Whilst on holiday, I’ve been monitoring how and when I get irritated. And having nailed it down, I’ve found that nearly all the time it’s because something that seems obvious to me, another simply doesn’t understand.
Take map reading, for example. A subject associated with many couple’s arguments (which the magnificent Sally SatNav has gone a long way to solving, thank heavens!). I become irritated when something as simple as this for me to comprehend, my beautiful wife seems incapable of… or, in my eyes, unwilling to learn.
I think this is one of the most common routes to disagreement and then anger in relationships; something that’s seemingly so obvious to one, another of equal intelligence just cannot grasp. So we just assume they don’t want to, or can’t be bothered, which increases the tension.
We all have things we’re good at. If someone else isn’t as good as us at something, does that make him or her stupid or less capable? They certainly have things we don’t understand as easily, too.

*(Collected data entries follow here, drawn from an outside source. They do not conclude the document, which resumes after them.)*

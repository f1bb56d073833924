//! Display Name Value Object
//!
//! The name shown next to listings and comments. Trimmed and non-empty.

use kernel::error::app_error::{AppError, AppResult};
use serde::{Deserialize, Serialize};

/// Maximum display name length in characters
const DISPLAY_NAME_MAX_LENGTH: usize = 32;

/// Display name value object
#[derive(Debug, Clone, PartialEq, Eq, Serialize, Deserialize)]
pub struct DisplayName(String);

impl DisplayName {
    /// Create a new display name with validation
    pub fn new(name: impl Into<String>) -> AppResult<Self> {
        let name = name.into().trim().to_string();

        if name.is_empty() {
            return Err(AppError::bad_request("Display name cannot be empty"));
        }

        if name.chars().count() > DISPLAY_NAME_MAX_LENGTH {
            return Err(AppError::bad_request(format!(
                "Display name must be at most {} characters",
                DISPLAY_NAME_MAX_LENGTH
            )));
        }

        Ok(Self(name))
    }

    /// Create from database value (assumed already validated)
    pub fn from_db(name: impl Into<String>) -> Self {
        Self(name.into())
    }

    pub fn as_str(&self) -> &str {
        &self.0
    }
}

impl std::fmt::Display for DisplayName {
    fn fmt(&self, f: &mut std::fmt::Formatter<'_>) -> std::fmt::Result {
        write!(f, "{}", self.0)
    }
}

impl AsRef<str> for DisplayName {
    fn as_ref(&self) -> &str {
        &self.0
    }
}
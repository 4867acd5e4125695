//! Value objects - immutable domain values with their invariants.

pub mod reputation_level;
pub mod stat_block;
pub mod stat_modification;

pub use reputation_level::{ReputationLevel, Standing};
pub use stat_block::{StatBlock, STAT_MAX, STAT_MIN};
pub use stat_modification::StatModification;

Taking the time to first listen to their point-of–view, is the key, rather than forcing them to see everything through our own limited perspective. Then, in a calm and unprovocative way, try to help them understand ours, even when we may feel frustrated.
Great negotiators and businessmen and women have this ability and I find it a charming and alluring quality. They take the time to listen to me before empowering me with their knowledge without being patronising, and I (and I’m sure they, too) feel much better for the interaction afterwards.
In a world of growing differences, I believe these are skills we need more than any other and I would even go as far to say it’s something we should consider teaching in school. The world would be a much better place if we could take the time to first listen and try to understand one another before teaching the other our viewpoints in a calm, generous manner…
…and if I could just get to grips with it, it wouldn’t ‘arf help with arguments in our rental car, too!